In an abstraction λ<variable>.<expr> the <expr> is known as the scope of the abstraction.

Egs. λx.λy.(m x) has scope λy.(m x), and λy.(m x) has scope (m x)


An occurrence of a variable v in a lambda expression is bound if it is within the scope of an λv.<expr> abstraction.

Eg. in λx.λy.(m x) the occurrence of x is bound, but the occurrence of m is not bound.


An occurrence of a variable v in a lambda expression is free if it is not within the scope of a λv.<expr> abstraction.

Eg. in λx.λy. (y (x z)) the occurrence of z is free.

Notice here that the occurrence of the variable immediately after the λ -- what might be called the binding occurrence-- is not really classified is either free or bound-- we do not have much interest in these occurrences.

The notation <expr1>/.<variable> -> <expr2> means the result of simultaneously substituting <expr2> for each free occurrence of <variable> in <expr1>.

Egs. λx.λy.(y (x z)) /. z->a is λx.λy.(y (x a)) and (λx.x x) /. x->a is (λx.x a) and λx.(x x) /. x->a is λx(x x)
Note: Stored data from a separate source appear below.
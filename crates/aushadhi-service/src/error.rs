//! # Service Error Type
//!
//! Unified, serializable failure type for the UI boundary.
//!
//! Every operation returns either the committed record or one of these:
//! a machine-readable `code` for programmatic handling plus a
//! human-readable `message` for display.

use serde::Serialize;
use thiserror::Error;

use aushadhi_core::EngineError;
use aushadhi_store::StoreError;

/// Structured failure returned from service operations.
#[derive(Debug, Clone, Serialize, Error)]
#[serde(rename_all = "camelCase")]
#[error("[{code:?}] {message}")]
pub struct ServiceError {
    /// Machine-readable error code for programmatic handling
    pub code: ErrorCode,

    /// Human-readable error message for display
    pub message: String,
}

/// Error codes for service responses.
#[derive(Debug, Clone, Copy, Serialize)]
#[serde(rename_all = "SCREAMING_SNAKE_CASE")]
pub enum ErrorCode {
    /// Referenced document not found
    NotFound,

    /// Input validation failed
    ValidationError,

    /// A stock change would drive a batch below zero
    InsufficientStock,

    /// The store declined the atomic commit; nothing was applied
    WriteRejected,

    /// Store/database failure
    StoreError,

    /// Internal error
    Internal,
}

impl ServiceError {
    /// Creates a new service error.
    pub fn new(code: ErrorCode, message: impl Into<String>) -> Self {
        ServiceError {
            code,
            message: message.into(),
        }
    }

    /// Creates a not found error.
    pub fn not_found(resource: &str, id: &str) -> Self {
        ServiceError::new(ErrorCode::NotFound, format!("{resource} not found: {id}"))
    }
}

/// Converts engine errors to service errors.
impl From<EngineError> for ServiceError {
    fn from(err: EngineError) -> Self {
        match &err {
            EngineError::ProductNotFound(_) | EngineError::BatchNotFound { .. } => {
                ServiceError::new(ErrorCode::NotFound, err.to_string())
            }
            EngineError::NegativeStock { .. } => {
                ServiceError::new(ErrorCode::InsufficientStock, err.to_string())
            }
            EngineError::Validation(e) => {
                ServiceError::new(ErrorCode::ValidationError, e.to_string())
            }
            EngineError::Serialization(_) => ServiceError::new(ErrorCode::Internal, err.to_string()),
        }
    }
}

/// Converts store errors to service errors.
impl From<StoreError> for ServiceError {
    fn from(err: StoreError) -> Self {
        match &err {
            StoreError::WriteRejected { .. } => {
                ServiceError::new(ErrorCode::WriteRejected, err.to_string())
            }
            StoreError::NotFound { collection, id } => ServiceError::not_found(collection, id),
            StoreError::Serialization(_) => ServiceError::new(ErrorCode::Internal, err.to_string()),
            _ => {
                // Log the store detail; the caller gets a generic message.
                tracing::error!("store failure: {err}");
                ServiceError::new(ErrorCode::StoreError, "Store operation failed")
            }
        }
    }
}

/// Result type for service operations.
pub type ServiceResult<T> = Result<T, ServiceError>;

// =============================================================================
// Unit Tests
// =============================================================================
When a substitution is made is is possible for a free occurrence of a variable in <expr2> to become bound or 'captured' in <expr1>/.<variable> -> <expr2> for example

λy.x /. x->y is λy.y

the occurrence of x in λy.x is free but when the substitution is made the y in λy.y is bound. Another example

λy.x /. x->λz.y is λy.λz.y

and again a free y has been captured.

Capturing is a bad thing, and we will be interested only in substitutions which avoid any capturing of free variables. Such substitutions are said to be sound (sometimes a sound substitution is described using the phrase 'free for' as in x is free for z in λy.x).


A substitution <expr1>/.<variable> -> <expr2> is sound if no free occurrence of a variable in <expr2> becomes bound in <expr1>/.<variable> -> <expr2>.